Description of the task:
Output the records. Match them exactly.

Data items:
■ ■ ■ ■ ■

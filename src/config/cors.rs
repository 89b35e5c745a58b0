use axum::http::{header, HeaderName, HeaderValue, Method};
use std::env;
use tower_http::cors::{AllowOrigin, CorsLayer};

const DEFAULT_ALLOWED_ORIGINS: &str = "http://localhost:3000,http://localhost:5173";

const PREFLIGHT_MAX_AGE_SECS: u64 = 86400;

pub fn create_cors_layer() -> CorsLayer {
    let configured =
        env::var("CORS_ALLOWED_ORIGINS").unwrap_or_else(|_| DEFAULT_ALLOWED_ORIGINS.to_string());

    CorsLayer::new()
        .allow_origin(allowed_origins(&configured))
        .allow_methods([
            Method::GET,
            Method::POST,
            Method::PUT,
            Method::PATCH,
            Method::DELETE,
            Method::OPTIONS,
        ])
        .allow_headers([
            header::CONTENT_TYPE,
            header::ACCEPT,
            header::ORIGIN,
            HeaderName::from_static("x-requested-with"),
        ])
        .expose_headers([header::CONTENT_LENGTH, header::CONTENT_TYPE])
        .allow_credentials(true)
        .max_age(std::time::Duration::from_secs(PREFLIGHT_MAX_AGE_SECS))
}

fn parse_origins(origins: &str) -> Vec<HeaderValue> {
    origins
        .split(',')
        .filter_map(|origin| {
            let trimmed = origin.trim();
            if trimmed.is_empty() {
                return None;
            }
            match trimmed.parse::<HeaderValue>() {
                Ok(value) => {
                    tracing::debug!("CORS: Allowing origin: {}", trimmed);
                    Some(value)
                }
                Err(e) => {
                    tracing::warn!("CORS: Invalid origin '{}': {}", trimmed, e);
                    None
                }
            }
        })
        .collect()
}

// Credentials are allowed, so a wildcard origin is not an option here.
fn allowed_origins(configured: &str) -> AllowOrigin {
    let mut origins = parse_origins(configured);

    if origins.is_empty() {
        tracing::warn!("CORS: No valid origins configured, falling back to local frontend origins");
        origins = parse_origins(DEFAULT_ALLOWED_ORIGINS);
    }

    tracing::info!("CORS: Configured with {} allowed origin(s)", origins.len());
    AllowOrigin::list(origins)
}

■ ■ ■ ■ ■

Output for this exercise:
filename src/config/cors.rs
repository 89b35e5c745a58b0
use axum::http::{header, HeaderName, HeaderValue, Method};
use std::env;
use tower_http::cors::{AllowOrigin, CorsLayer};

const DEFAULT_ALLOWED_ORIGINS: &str = "http://localhost:3000,http://localhost:5173";

const PREFLIGHT_MAX_AGE_SECS: u64 = 86400;

pub fn create_cors_layer() -> CorsLayer {
    let configured =
        env::var("CORS_ALLOWED_ORIGINS").unwrap_or_else(|_| DEFAULT_ALLOWED_ORIGINS.to_string());

    CorsLayer::new()
        .allow_origin(allowed_origins(&configured))
        .allow_methods([
            Method::GET,
            Method::POST,
            Method::PUT,
            Method::PATCH,
            Method::DELETE,
            Method::OPTIONS,
        ])
        .allow_headers([
            header::CONTENT_TYPE,
            header::ACCEPT,
            header::ORIGIN,
            HeaderName::from_static("x-requested-with"),
        ])
        .expose_headers([header::CONTENT_LENGTH, header::CONTENT_TYPE])
        .allow_credentials(true)
        .max_age(std::time::Duration::from_secs(PREFLIGHT_MAX_AGE_SECS))
}

fn parse_origins(origins: &str) -> Vec<HeaderValue> {
    origins
        .split(',')
        .filter_map(|origin| {
            let trimmed = origin.trim();
            if trimmed.is_empty() {
                return None;
            }
            match trimmed.parse::<HeaderValue>() {
                Ok(value) => {
                    tracing::debug!("CORS: Allowing origin: {}", trimmed);
                    Some(value)
                }
                Err(e) => {
                    tracing::warn!("CORS: Invalid origin '{}': {}", trimmed, e);
                    None
                }
            }
        })
        .collect()
}

// Credentials are allowed, so a wildcard origin is not an option here.
fn allowed_origins(configured: &str) -> AllowOrigin {
    let mut origins = parse_origins(configured);

    if origins.is_empty() {
        tracing::warn!("CORS: No valid origins configured, falling back to local frontend origins");
        origins = parse_origins(DEFAULT_ALLOWED_ORIGINS);
    }

    tracing::info!("CORS: Configured with {} allowed origin(s)", origins.len());
    AllowOrigin::list(origins)
}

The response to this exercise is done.